Adoptá la narrativa de lo que querés ser hoy. Si tenés voces internas que te dicen «¿quién te creés que sos si ayer estabas procrastinando?», ignorá ese murmullo. Es solo tu cerebro intentando mantenerte en lo conocido.

Para cerrar: Hacete cargo

Si estás leyendo esto, es porque hay algo en tu vida que querés cambiar. La verdad sin anestesia es esta: nadie lo va a hacer por vos.

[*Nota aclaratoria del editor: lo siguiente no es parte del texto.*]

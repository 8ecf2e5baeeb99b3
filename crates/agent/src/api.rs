//! HTTP API for health checks, Prometheus metrics and manual checks

use alert_lib::{
    health::{ComponentStatus, HealthRegistry},
    AlertWatcher, WatcherError,
};
use axum::{
    extract::State,
    http::StatusCode,
    response::IntoResponse,
    routing::{get, post},
    Json, Router,
};
use prometheus::{Encoder, TextEncoder};
use serde_json::json;
use std::sync::Arc;
use tracing::{error, info, warn};

/// Shared application state
#[derive(Clone)]
pub struct AppState {
    pub health_registry: HealthRegistry,
    pub watcher: Arc<AlertWatcher>,
}

impl AppState {
    pub fn new(health_registry: HealthRegistry, watcher: Arc<AlertWatcher>) -> Self {
        Self {
            health_registry,
            watcher,
        }
    }
}

/// Health check response - returns 200 if healthy, 503 if unhealthy
async fn healthz(State(state): State<Arc<AppState>>) -> impl IntoResponse {
    let health = state.health_registry.health().await;

    let status_code = match health.status {
        ComponentStatus::Healthy => StatusCode::OK,
        ComponentStatus::Degraded => StatusCode::OK, // Feed hiccups are expected
        ComponentStatus::Unhealthy => StatusCode::SERVICE_UNAVAILABLE,
    };

    (status_code, Json(health))
}

/// Readiness check response - returns 200 if ready, 503 if not ready
async fn readyz(State(state): State<Arc<AppState>>) -> impl IntoResponse {
    let readiness = state.health_registry.readiness().await;

    let status_code = if readiness.ready {
        StatusCode::OK
    } else {
        StatusCode::SERVICE_UNAVAILABLE
    };

    (status_code, Json(readiness))
}

/// Prometheus metrics endpoint
async fn metrics() -> impl IntoResponse {
    let encoder = TextEncoder::new();
    let metric_families = prometheus::gather();
    let mut buffer = Vec::new();

    if let Err(e) = encoder.encode(&metric_families, &mut buffer) {
        error!(error = %e, "Failed to encode metrics");
        return (
            StatusCode::INTERNAL_SERVER_ERROR,
            [("content-type", "text/plain; charset=utf-8")],
            Vec::new(),
        );
    }

    (
        StatusCode::OK,
        [("content-type", "text/plain; charset=utf-8")],
        buffer,
    )
}

/// Run a manual check and return the emitted event
async fn check(State(state): State<Arc<AppState>>) -> impl IntoResponse {
    match state.watcher.manual_check().await {
        Ok(event) => (StatusCode::OK, Json(json!(event))),
        Err(WatcherError::Stopped) => (
            StatusCode::CONFLICT,
            Json(json!({ "error": WatcherError::Stopped.to_string() })),
        ),
        Err(e) => {
            warn!(error = %e, "Manual check failed");
            (StatusCode::BAD_GATEWAY, Json(json!({ "error": e.to_string() })))
        }
    }
}

/// Create the API router
pub fn create_router(state: Arc<AppState>) -> Router {
    Router::new()
        .route("/healthz", get(healthz))
        .route("/readyz", get(readyz))
        .route("/metrics", get(metrics))
        .route("/check", post(check))
        .with_state(state)
}

/// Start the API server
pub async fn serve(port: u16, state: Arc<AppState>) -> anyhow::Result<()> {
    let app = create_router(state);

    let addr = format!("0.0.0.0:{}", port);
    info!(addr = %addr, "Starting API server");

    let listener = tokio::net::TcpListener::bind(&addr).await?;
    axum::serve(listener, app).await?;

    Ok(())
}
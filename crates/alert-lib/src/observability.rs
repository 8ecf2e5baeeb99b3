//! Observability infrastructure for the alert watcher
//!
//! Provides:
//! - Prometheus metrics (cycle counts, fetch latency, emitted events by type)
//! - Structured JSON logging with tracing

use prometheus::{
    register_histogram, register_int_counter, register_int_counter_vec, register_int_gauge,
    Histogram, IntCounter, IntCounterVec, IntGauge,
};
use std::sync::OnceLock;
use tracing::{info, warn};

/// Histogram buckets for feed fetch latency (in seconds)
const FETCH_LATENCY_BUCKETS: &[f64] = &[0.01, 0.05, 0.1, 0.25, 0.5, 1.0, 2.5, 5.0, 10.0, 30.0];

/// Global metrics instance (registered once)
static GLOBAL_METRICS: OnceLock<WatcherMetricsInner> = OnceLock::new();

struct WatcherMetricsInner {
    cycles_total: IntCounter,
    fetch_errors_total: IntCounter,
    history_errors_total: IntCounter,
    events_emitted_total: IntCounterVec,
    filtered_out_total: IntCounter,
    fetch_latency_seconds: Histogram,
    active_locations: IntGauge,
}

impl WatcherMetricsInner {
    fn new() -> Self {
        Self {
            cycles_total: register_int_counter!(
                "red_alert_watcher_cycles_total",
                "Number of periodic watcher cycles run"
            )
            .expect("Failed to register cycles_total"),

            fetch_errors_total: register_int_counter!(
                "red_alert_watcher_fetch_errors_total",
                "Number of failed alert feed fetches"
            )
            .expect("Failed to register fetch_errors_total"),

            history_errors_total: register_int_counter!(
                "red_alert_watcher_history_errors_total",
                "Number of failed alert history fetches"
            )
            .expect("Failed to register history_errors_total"),

            events_emitted_total: register_int_counter_vec!(
                "red_alert_watcher_events_emitted_total",
                "Number of events emitted downstream",
                &["event_type"]
            )
            .expect("Failed to register events_emitted_total"),

            filtered_out_total: register_int_counter!(
                "red_alert_watcher_filtered_out_total",
                "Number of triggers cancelled by location or area filters"
            )
            .expect("Failed to register filtered_out_total"),

            fetch_latency_seconds: register_histogram!(
                "red_alert_watcher_fetch_latency_seconds",
                "Time spent fetching the alert feed",
                FETCH_LATENCY_BUCKETS.to_vec()
            )
            .expect("Failed to register fetch_latency_seconds"),

            active_locations: register_int_gauge!(
                "red_alert_watcher_active_locations",
                "Number of locations in the current alert batch"
            )
            .expect("Failed to register active_locations"),
        }
    }
}

/// Watcher metrics for Prometheus exposition
///
/// Lightweight handle to the global metrics instance; clones share the same
/// underlying metrics.
#[derive(Clone)]
pub struct WatcherMetrics {
    _private: (),
}

impl Default for WatcherMetrics {
    fn default() -> Self {
        Self::new()
    }
}

impl WatcherMetrics {
    /// Create a new metrics handle (initializes global metrics if needed)
    pub fn new() -> Self {
        GLOBAL_METRICS.get_or_init(WatcherMetricsInner::new);
        Self { _private: () }
    }

    fn inner(&self) -> &WatcherMetricsInner {
        GLOBAL_METRICS.get_or_init(WatcherMetricsInner::new)
    }

    pub fn inc_cycles(&self) {
        self.inner().cycles_total.inc();
    }

    pub fn inc_fetch_errors(&self) {
        self.inner().fetch_errors_total.inc();
    }

    pub fn inc_history_errors(&self) {
        self.inner().history_errors_total.inc();
    }

    pub fn inc_events_emitted(&self, event_type: &str) {
        self.inner()
            .events_emitted_total
            .with_label_values(&[event_type])
            .inc();
    }

    pub fn inc_filtered_out(&self) {
        self.inner().filtered_out_total.inc();
    }

    pub fn observe_fetch_latency(&self, duration_secs: f64) {
        self.inner().fetch_latency_seconds.observe(duration_secs);
    }

    pub fn set_active_locations(&self, count: i64) {
        self.inner().active_locations.set(count);
    }

    /// Current value of the emitted-events counter for one event type
    pub fn events_emitted(&self, event_type: &str) -> u64 {
        self.inner()
            .events_emitted_total
            .with_label_values(&[event_type])
            .get()
    }
}

/// Structured logger for host lifecycle events
///
/// Keeps event names consistent across the agent and the CLI.
#[derive(Clone)]
pub struct StructuredLogger {
    instance: String,
}

impl StructuredLogger {
    pub fn new(instance: impl Into<String>) -> Self {
        Self {
            instance: instance.into(),
        }
    }

    /// Log watcher startup
    pub fn log_startup(&self, version: &str, mode: &str, interval_secs: u64) {
        info!(
            event = "watcher_started",
            instance = %self.instance,
            version = %version,
            trigger_mode = %mode,
            interval_secs = interval_secs,
            "Red alert watcher started"
        );
    }

    /// Log watcher shutdown
    pub fn log_shutdown(&self, reason: &str) {
        info!(
            event = "watcher_shutdown",
            instance = %self.instance,
            reason = %reason,
            "Red alert watcher shutting down"
        );
    }

    /// Log an event handed to the downstream consumer
    pub fn log_forwarded(&self, event_type: &str, alert_count: u32, destination: &str) {
        info!(
            event = "event_forwarded",
            instance = %self.instance,
            event_type = %event_type,
            alert_count = alert_count,
            destination = %destination,
            "Forwarded alert event"
        );
    }

    /// Log a failed delivery to the downstream consumer
    pub fn log_forward_failed(&self, event_type: &str, destination: &str, error: &str) {
        warn!(
            event = "forward_failed",
            instance = %self.instance,
            event_type = %event_type,
            destination = %destination,
            error = %error,
            "Failed to forward alert event"
        );
    }
}

#[cfg(test)]
mod tests {
    use super::*;

    #[test]
    fn test_watcher_metrics_creation() {
        let metrics = WatcherMetrics::new();

        metrics.inc_cycles();
        metrics.inc_fetch_errors();
        metrics.inc_history_errors();
        metrics.inc_filtered_out();
        metrics.observe_fetch_latency(0.2);
        metrics.set_active_locations(3);

        let before = metrics.events_emitted("manual_trigger");
        metrics.inc_events_emitted("manual_trigger");
        assert!(metrics.events_emitted("manual_trigger") > before);
    }

    #[test]
    fn test_structured_logger_creation() {
        let logger = StructuredLogger::new("test-host");
        assert_eq!(logger.instance, "test-host");
    }
}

Basta de buscar la quinta pata al gato o de inventarte excusas de por qué estos consejos a vos «no te van a funcionar». Yo estuve ahí: fui la reina de las excusas, la víctima y la que sentía que todo me salía mal. Hasta que me miré al espejo y me dije: «Basta. Ponete las pilas porque el tiempo pasa y nadie te va a sacar de acá si no sos vos misma».

Si no querés cambiar, estás en todo tu derecho. Nadie te obliga. Pero si de verdad querés otra vida, ponete a accionar. Elegí aunque sea uno de estos cinco consejos y empezá hoy.

Y si identificás que tu caso es severo y requiere acompañamiento profesional (terapia, psiquiatría, etc.), hacé de eso tu prioridad. Recortá gastos de donde sea, reestructurá tu presupuesto, pero conseguí la ayuda que necesitás.

Con amor (el amor de alguien que dejó pasar años y sabe lo feo que se siente el arrepentimiento por no haberse hecho cargo a tiempo), te digo: sos la única persona a cargo de tu vida. Ponete las pilas.